Typescript: Remove entries from tuple type

Got it! But it need a lot of recursive magic:

type PrependTuple<A, T extends Array<any>> =
  A extends undefined ? T : 
  (((a: A, ...b: T) => void) extends (...a: infer I) => void ? I : [])

type RemoveFirstFromTuple<T extends any[]> = 
  T['length'] extends 0 ? undefined :
  (((...b: T) => void) extends (a, ...b: infer I) => void ? I : [])

type FirstFromTuple<T extends any[]> =
  T['length'] extends 0 ? undefined : T[0]

type NumberToTuple<N extends number, L extends Array<any> = []> = {
  true: L;
  false: NumberToTuple<N, PrependTuple<1, L>>;
}[L['length'] extends N ? "true" : "false"];

type Decrease<I extends number> = RemoveFirstFromTuple<NumberToTuple<I>>['length']
type H = Decrease<4>

type Iter<N extends number, Items extends any[], L extends Array<any> = []> = {
  true: L;
  false: Iter<FirstFromTuple<Items> extends undefined ? Decrease<N> : N, RemoveFirstFromTuple<Items>, PrependTuple<FirstFromTuple<Items>, L>>;
}[L["length"] extends N ? "true" : "false"];

type FilterUndefined<T extends any[]> = Iter<T['length'], T>
type I = [number, string, undefined, number];
type R = FilterUndefined<I>

Playground

How it works:

PrependToTuple is util that takes item A and list T and add it on first place when A is not undefined.
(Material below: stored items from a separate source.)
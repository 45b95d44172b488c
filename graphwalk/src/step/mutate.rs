// Copyright (c) 2024-2025 DeepGraph Inc.
// SPDX-License-Identifier: Apache-2.0
//
//! Mutating steps
//!
//! `addV`, `addE` and `property` write through the bound [`Graph`] and emit
//! the affected element so property modulation can chain behind them.
//! `addV` doubles as a start step when it opens the traversal.
//!
//! [`Graph`]: crate::structure::graph::Graph

use std::collections::VecDeque;

use crate::step::base::bound_graph;
use crate::step::filter::resolve_binding;
use crate::step::{pull_start, step_common, Requirements, Step, StepMeta, StepOut};
use crate::structure::element::Cardinality;
use crate::structure::value::Value;
use crate::traversal::{Traversal, TraversalContext, TraversalError};
use crate::traverser::Traverser;

#[derive(Debug, Clone)]
pub struct AddVertexStep {
    meta: StepMeta,
    starts: VecDeque<Traverser>,
    label: String,
    generated: bool,
}

impl AddVertexStep {
    pub fn new(label: Option<&str>) -> Self {
        Self {
            meta: StepMeta::default(),
            starts: VecDeque::new(),
            label: label.unwrap_or("vertex").to_string(),
            generated: false,
        }
    }
}

impl Step for AddVertexStep {
    step_common!("addV");

    fn add_start(&mut self, traverser: Traverser) {
        self.starts.push_back(traverser);
    }

    fn pull(
        &mut self,
        ctx: &TraversalContext,
        upstream_done: bool,
    ) -> Result<StepOut, TraversalError> {
        let graph = bound_graph(ctx)?;
        if let Some(traverser) = self.starts.pop_front() {
            self.generated = true;
            let vertex = graph.add_vertex(&self.label)?;
            log::debug!("addV created vertex {} ({})", vertex.id, vertex.label);
            return Ok(StepOut::Emit(
                traverser.split(Value::Vertex(vertex), ctx.path_tracking),
            ));
        }
        // As the first step of a traversal it creates exactly one vertex.
        if upstream_done && !self.generated {
            self.generated = true;
            let vertex = graph.add_vertex(&self.label)?;
            log::debug!("addV created vertex {} ({})", vertex.id, vertex.label);
            return Ok(StepOut::Emit(Traverser::new(
                Value::Vertex(vertex),
                ctx.side_effects.clone(),
                ctx.path_tracking,
                ctx.initial_sack.clone(),
            )));
        }
        Ok(if upstream_done { StepOut::Done } else { StepOut::NeedMore })
    }

    fn reset(&mut self) {
        self.starts.clear();
        self.generated = false;
    }

    fn requirements(&self) -> Requirements {
        Requirements { graph: true, ..Requirements::default() }
    }
}

/// Where an `addE` endpoint comes from.
#[derive(Debug, Clone)]
pub enum EdgeEnd {
    /// The incoming traverser's vertex.
    Current,
    /// A step label, side-effect key or map key holding a vertex.
    Binding(String),
    /// A literal vertex or vertex id.
    Literal(Value),
    /// The first result of a child traversal from the incoming traverser.
    Traversal(Traversal),
}

impl EdgeEnd {
    fn resolve(
        &mut self,
        ctx: &TraversalContext,
        traverser: &Traverser,
        end: &str,
    ) -> Result<i64, TraversalError> {
        let value = match self {
            EdgeEnd::Current => traverser.value().clone(),
            EdgeEnd::Binding(key) => resolve_binding(ctx, traverser, key).ok_or_else(|| {
                TraversalError::IllegalState(format!(
                    "addE {}() could not resolve '{}'",
                    end, key
                ))
            })?,
            EdgeEnd::Literal(value) => value.clone(),
            EdgeEnd::Traversal(child) => child.produce(ctx, traverser)?.ok_or_else(|| {
                TraversalError::IllegalState(format!("addE {}() traversal produced nothing", end))
            })?,
        };
        match value {
            Value::Vertex(vertex) => Ok(vertex.id),
            Value::Int(id) => Ok(id),
            other => Err(TraversalError::IllegalState(format!(
                "addE {}() requires a vertex, found {}",
                end,
                other.kind_name()
            ))),
        }
    }

    fn requirements(&self) -> Requirements {
        match self {
            EdgeEnd::Traversal(child) => child.requirements(),
            // Bindings resolve through the labeled path first.
            EdgeEnd::Binding(_) => {
                Requirements { path: true, labeled_path: true, ..Requirements::default() }
            }
            _ => Requirements::default(),
        }
    }
}

#[derive(Debug, Clone)]
pub struct AddEdgeStep {
    meta: StepMeta,
    starts: VecDeque<Traverser>,
    label: String,
    from: EdgeEnd,
    to: EdgeEnd,
}

impl AddEdgeStep {
    pub fn new(label: &str) -> Self {
        Self {
            meta: StepMeta::default(),
            starts: VecDeque::new(),
            label: label.to_string(),
            from: EdgeEnd::Current,
            to: EdgeEnd::Current,
        }
    }

    pub fn set_from(&mut self, end: EdgeEnd) {
        self.from = end;
    }

    pub fn set_to(&mut self, end: EdgeEnd) {
        self.to = end;
    }
}

impl Step for AddEdgeStep {
    step_common!("addE");

    fn add_start(&mut self, traverser: Traverser) {
        self.starts.push_back(traverser);
    }

    fn pull(
        &mut self,
        ctx: &TraversalContext,
        upstream_done: bool,
    ) -> Result<StepOut, TraversalError> {
        let traverser = pull_start!(self, upstream_done);
        let out_v = self.from.resolve(ctx, &traverser, "from")?;
        let in_v = self.to.resolve(ctx, &traverser, "to")?;
        let edge = bound_graph(ctx)?.add_edge(&self.label, out_v, in_v)?;
        log::debug!("addE created edge {}: {} -{}-> {}", edge.id, out_v, edge.label, in_v);
        Ok(StepOut::Emit(traverser.split(Value::Edge(edge), ctx.path_tracking)))
    }

    fn reset(&mut self) {
        self.starts.clear();
    }

    fn requirements(&self) -> Requirements {
        let base = Requirements { graph: true, ..Requirements::default() };
        base.union(self.from.requirements()).union(self.to.requirements())
    }
}

/// `property(key, value)` with optional cardinality; writes onto the
/// current element and passes the traverser through unchanged.
#[derive(Debug, Clone)]
pub struct PropertyStep {
    meta: StepMeta,
    starts: VecDeque<Traverser>,
    cardinality: Option<Cardinality>,
    key: String,
    value: Value,
}

impl PropertyStep {
    pub fn new(cardinality: Option<Cardinality>, key: &str, value: Value) -> Self {
        Self {
            meta: StepMeta::default(),
            starts: VecDeque::new(),
            cardinality,
            key: key.to_string(),
            value,
        }
    }
}

impl Step for PropertyStep {
    step_common!("property");

    fn add_start(&mut self, traverser: Traverser) {
        self.starts.push_back(traverser);
    }

    fn pull(
        &mut self,
        ctx: &TraversalContext,
        upstream_done: bool,
    ) -> Result<StepOut, TraversalError> {
        let traverser = pull_start!(self, upstream_done);
        let graph = bound_graph(ctx)?;
        match traverser.value() {
            Value::Vertex(vertex) => {
                let cardinality = self.cardinality.unwrap_or(Cardinality::Single);
                graph.set_vertex_property(vertex.id, &self.key, self.value.clone(), cardinality)?;
            }
            Value::Edge(edge) => {
                graph.set_edge_property(edge.id, &self.key, self.value.clone())?;
            }
            other => {
                return Err(TraversalError::IllegalState(format!(
                    "property() requires an element, found {}",
                    other.kind_name()
                )))
            }
        }
        Ok(StepOut::Emit(traverser))
    }

    fn reset(&mut self) {
        self.starts.clear();
    }

    fn requirements(&self) -> Requirements {
        Requirements { graph: true, ..Requirements::default() }
    }
}

#[cfg(test)]
mod tests {
    use super::*;
    use std::sync::Arc;

    use crate::structure::graph::Graph;
    use crate::structure::memory::MemoryGraph;
    use crate::traverser::side_effects::new_handle;

    fn graph_ctx() -> (Arc<MemoryGraph>, TraversalContext) {
        let graph = Arc::new(MemoryGraph::new());
        let mut ctx = TraversalContext::new(new_handle());
        ctx.graph = Some(graph.clone());
        (graph, ctx)
    }

    #[test]
    fn add_vertex_as_start_creates_exactly_one() {
        let (graph, ctx) = graph_ctx();
        let mut step = AddVertexStep::new(Some("person"));
        assert!(matches!(step.pull(&ctx, true).unwrap(), StepOut::Emit(_)));
        assert!(matches!(step.pull(&ctx, true).unwrap(), StepOut::Done));
        assert_eq!(graph.vertex_count(), 1);
        assert_eq!(graph.vertices(&[])[0].label, "person");
    }

    #[test]
    fn add_edge_between_literal_vertices() {
        let (graph, ctx) = graph_ctx();
        let a = graph.add_vertex("person").unwrap();
        let b = graph.add_vertex("person").unwrap();
        let mut step = AddEdgeStep::new("knows");
        step.set_from(EdgeEnd::Literal(Value::Vertex(a.clone())));
        step.set_to(EdgeEnd::Literal(Value::Vertex(b.clone())));
        step.add_start(Traverser::new(Value::Vertex(a.clone()), new_handle(), false, None));
        match step.pull(&ctx, true).unwrap() {
            StepOut::Emit(t) => match t.value() {
                Value::Edge(edge) => {
                    assert_eq!(edge.label, "knows");
                    assert_eq!((edge.out_v, edge.in_v), (a.id, b.id));
                }
                other => panic!("expected edge, found {:?}", other),
            },
            other => panic!("unexpected {:?}", other),
        }
    }

    #[test]
    fn property_writes_through_to_the_graph() {
        let (graph, ctx) = graph_ctx();
        let v = graph.add_vertex("person").unwrap();
        let mut step = PropertyStep::new(None, "name", Value::String("marko".into()));
        step.add_start(Traverser::new(Value::Vertex(v.clone()), new_handle(), false, None));
        assert!(matches!(step.pull(&ctx, true).unwrap(), StepOut::Emit(_)));
        assert_eq!(
            graph.vertex_properties(v.id, &["name".to_string()]),
            vec![("name".to_string(), Value::String("marko".into()))]
        );
    }
}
PrependToTuple<undefined, []> => [], PrependToTuple<undefined, [number]> => [number]

RemoveFirstFromTuple works pretty mach i the same way

NumberToTuple is recursively check if length of final Tuple is N, if not he add 1 to recursive call. This util is needed to create Decrease util.

And the most important z Iter works like recursive loop, when length of final tuple is N (size of Input) its return Output, but PrependToTuple is not increasing length when we try do add undefined, so when Iter<FirstFromTuple<Items> extends undefined we have to decrease N.

TS 4.1

Filter operations on tuples are now officially possible:

type FilterUndefined<T extends unknown[]> = T extends [] ? [] :
    T extends [infer H, ...infer R] ?
    H extends undefined ? FilterUndefined<R> : [H, ...FilterUndefined<R>] : T

Let's do some tests to check, that it is working as intended:

type T1 = FilterUndefined<[number, string, undefined, number]> 
// [number, string, number]
type T2 = FilterUndefined<[1, undefined, 2]> // [1, 2]
type T3 = FilterUndefined<[undefined, 2]> // [2]
type T4 = FilterUndefined<[2, undefined]> // [2]
type T5 = FilterUndefined<[undefined, undefined, 2]> // [2]
type T6 = FilterUndefined<[undefined]> // []
type T7 = FilterUndefined<[]> // []

More infos

• Recursive conditional types #40002 (TS 4.1)
• Variadic tuple types #39094 (TS 4.0)

---

Playground

Supplementary answer:

An extension of the approach in ford04's answer allows us to create a "splicer" utility type that can remove values at arbitrary indices (in case someone finds this in search of a solution to type-safe splice).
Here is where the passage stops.